- What is being asked -
Word for word, retype each record shown below.

[Saved entries]
□ □ □

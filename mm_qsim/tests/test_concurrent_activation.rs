use std::sync::{Arc, Barrier};
use std::thread;

use macros::integration_test;
use mm_qsim::simulation::engines::network_engine::NetworkEngine;
use mm_qsim::simulation::entities::{Entity, Mode};
use mm_qsim::simulation::id::IdStore;
use mm_qsim::test_utils::{config, corridor, entity, route, travel_times};

fn prepared_corridor(link_count: usize) -> NetworkEngine {
    let network = corridor(&vec![(100., 10., 3600., None); link_count]);
    let mut engine = NetworkEngine::new(Arc::new(network), &config(0, 3600), travel_times());
    engine.prepare().unwrap();
    engine
}

#[integration_test(mm_qsim)]
fn same_link_activated_from_many_threads() {
    let mut engine = prepared_corridor(3);
    let link = engine.network().link_id("link-1").unwrap();
    let activator = engine.activator();

    let newly_activated: usize = (0..8)
        .map(|_| {
            let activator = activator.clone();
            let link = link.clone();
            thread::spawn(move || (0..100).filter(|_| activator.activate_link(&link)).count())
        })
        .collect::<Vec<_>>()
        .into_iter()
        .map(|handle| handle.join().unwrap())
        .sum();

    assert_eq!(1, newly_activated);
    assert_eq!(1, engine.active_link_count());

    // the link is swept once and dropped, as it holds no entities
    engine.step(0).unwrap();
    assert_eq!(0, engine.active_link_count());
    assert!(!engine.is_link_active(&link));
}

#[integration_test(mm_qsim)]
fn entities_sent_while_engine_steps() {
    let mut engine = prepared_corridor(3);
    let activator = engine.activator();
    let links = route(engine.network(), &["link-0", "link-1", "link-2"]);
    let total = 50;

    let sender = thread::spawn(move || {
        let mut ids = IdStore::new();
        for i in 0..total {
            let e = entity(&mut ids, &format!("e{i}"), Mode::Car, links.clone());
            activator.send_en_route(e).unwrap();
            if i % 10 == 0 {
                thread::yield_now();
            }
        }
    });

    let mut arrived = 0;
    let mut now = 0;
    while !sender.is_finished() || arrived < total {
        engine.step(now).unwrap();
        arrived += engine.take_arrived().len();
        now += 1;
        assert!(now < 3600, "entities got lost");
    }
    sender.join().unwrap();

    assert_eq!(total, arrived);
    assert_eq!(0, engine.entities_on_net());
}

/// Two engines on their own threads. Entities which finish their route on the first corridor are
/// handed over to the second one, which owns a separate network.
#[integration_test(mm_qsim)]
fn sibling_engines_hand_over_entities() {
    let total = 20;
    let mut upstream = prepared_corridor(2);
    let mut downstream = prepared_corridor(3);
    let downstream_activator = downstream.activator();
    let downstream_route = route(downstream.network(), &["link-0", "link-1", "link-2"]);
    let upstream_route = route(upstream.network(), &["link-0", "link-1"]);

    let mut ids = IdStore::new();
    for i in 0..total {
        upstream
            .depart(
                entity(&mut ids, &format!("e{i}"), Mode::Car, upstream_route.clone()),
                0,
            )
            .unwrap();
    }

    let end_time = 300;
    let barrier = Arc::new(Barrier::new(2));

    let upstream_barrier = barrier.clone();
    let upstream_handle = thread::spawn(move || {
        for now in 0..end_time {
            upstream.step(now).unwrap();
            for e in upstream.take_arrived() {
                let handed_over = Entity::new(e.id().clone(), e.mode(), downstream_route.clone());
                downstream_activator.send_en_route(handed_over).unwrap();
            }
            upstream_barrier.wait();
        }
        upstream.shutdown().unwrap()
    });

    let downstream_handle = thread::spawn(move || {
        let mut arrived = Vec::new();
        for now in 0..end_time {
            barrier.wait();
            downstream.step(now).unwrap();
            arrived.extend(downstream.take_arrived());
        }
        (arrived, downstream.shutdown().unwrap())
    });

    let upstream_report = upstream_handle.join().unwrap();
    let (arrived, downstream_report) = downstream_handle.join().unwrap();

    assert!(upstream_report.cleared.is_empty());
    assert!(downstream_report.cleared.is_empty());
    assert!(downstream_report.inconsistencies.is_empty());
    assert_eq!(total, arrived.len());
    for (i, e) in arrived.iter().enumerate() {
        assert_eq!(format!("e{i}"), e.id().external());
    }
}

□ □ □

- Final answer -
filename mm_qsim/tests/test_concurrent_activation.rs
use std::sync::{Arc, Barrier};
use std::thread;

use macros::integration_test;
use mm_qsim::simulation::engines::network_engine::NetworkEngine;
use mm_qsim::simulation::entities::{Entity, Mode};
use mm_qsim::simulation::id::IdStore;
use mm_qsim::test_utils::{config, corridor, entity, route, travel_times};

fn prepared_corridor(link_count: usize) -> NetworkEngine {
    let network = corridor(&vec![(100., 10., 3600., None); link_count]);
    let mut engine = NetworkEngine::new(Arc::new(network), &config(0, 3600), travel_times());
    engine.prepare().unwrap();
    engine
}

#[integration_test(mm_qsim)]
fn same_link_activated_from_many_threads() {
    let mut engine = prepared_corridor(3);
    let link = engine.network().link_id("link-1").unwrap();
    let activator = engine.activator();

    let newly_activated: usize = (0..8)
        .map(|_| {
            let activator = activator.clone();
            let link = link.clone();
            thread::spawn(move || (0..100).filter(|_| activator.activate_link(&link)).count())
        })
        .collect::<Vec<_>>()
        .into_iter()
        .map(|handle| handle.join().unwrap())
        .sum();

    assert_eq!(1, newly_activated);
    assert_eq!(1, engine.active_link_count());

    // the link is swept once and dropped, as it holds no entities
    engine.step(0).unwrap();
    assert_eq!(0, engine.active_link_count());
    assert!(!engine.is_link_active(&link));
}

#[integration_test(mm_qsim)]
fn entities_sent_while_engine_steps() {
    let mut engine = prepared_corridor(3);
    let activator = engine.activator();
    let links = route(engine.network(), &["link-0", "link-1", "link-2"]);
    let total = 50;

    let sender = thread::spawn(move || {
        let mut ids = IdStore::new();
        for i in 0..total {
            let e = entity(&mut ids, &format!("e{i}"), Mode::Car, links.clone());
            activator.send_en_route(e).unwrap();
            if i % 10 == 0 {
                thread::yield_now();
            }
        }
    });

    let mut arrived = 0;
    let mut now = 0;
    while !sender.is_finished() || arrived < total {
        engine.step(now).unwrap();
        arrived += engine.take_arrived().len();
        now += 1;
        assert!(now < 3600, "entities got lost");
    }
    sender.join().unwrap();

    assert_eq!(total, arrived);
    assert_eq!(0, engine.entities_on_net());
}

/// Two engines on their own threads. Entities which finish their route on the first corridor are
/// handed over to the second one, which owns a separate network.
#[integration_test(mm_qsim)]
fn sibling_engines_hand_over_entities() {
    let total = 20;
    let mut upstream = prepared_corridor(2);
    let mut downstream = prepared_corridor(3);
    let downstream_activator = downstream.activator();
    let downstream_route = route(downstream.network(), &["link-0", "link-1", "link-2"]);
    let upstream_route = route(upstream.network(), &["link-0", "link-1"]);

    let mut ids = IdStore::new();
    for i in 0..total {
        upstream
            .depart(
                entity(&mut ids, &format!("e{i}"), Mode::Car, upstream_route.clone()),
                0,
            )
            .unwrap();
    }

    let end_time = 300;
    let barrier = Arc::new(Barrier::new(2));

    let upstream_barrier = barrier.clone();
    let upstream_handle = thread::spawn(move || {
        for now in 0..end_time {
            upstream.step(now).unwrap();
            for e in upstream.take_arrived() {
                let handed_over = Entity::new(e.id().clone(), e.mode(), downstream_route.clone());
                downstream_activator.send_en_route(handed_over).unwrap();
            }
            upstream_barrier.wait();
        }
        upstream.shutdown().unwrap()
    });

    let downstream_handle = thread::spawn(move || {
        let mut arrived = Vec::new();
        for now in 0..end_time {
            barrier.wait();
            downstream.step(now).unwrap();
            arrived.extend(downstream.take_arrived());
        }
        (arrived, downstream.shutdown().unwrap())
    });

    let upstream_report = upstream_handle.join().unwrap();
    let (arrived, downstream_report) = downstream_handle.join().unwrap();

    assert!(upstream_report.cleared.is_empty());
    assert!(downstream_report.cleared.is_empty());
    assert!(downstream_report.inconsistencies.is_empty());
    assert_eq!(total, arrived.len());
    for (i, e) in arrived.iter().enumerate() {
        assert_eq!(format!("e{i}"), e.id().external());
    }
}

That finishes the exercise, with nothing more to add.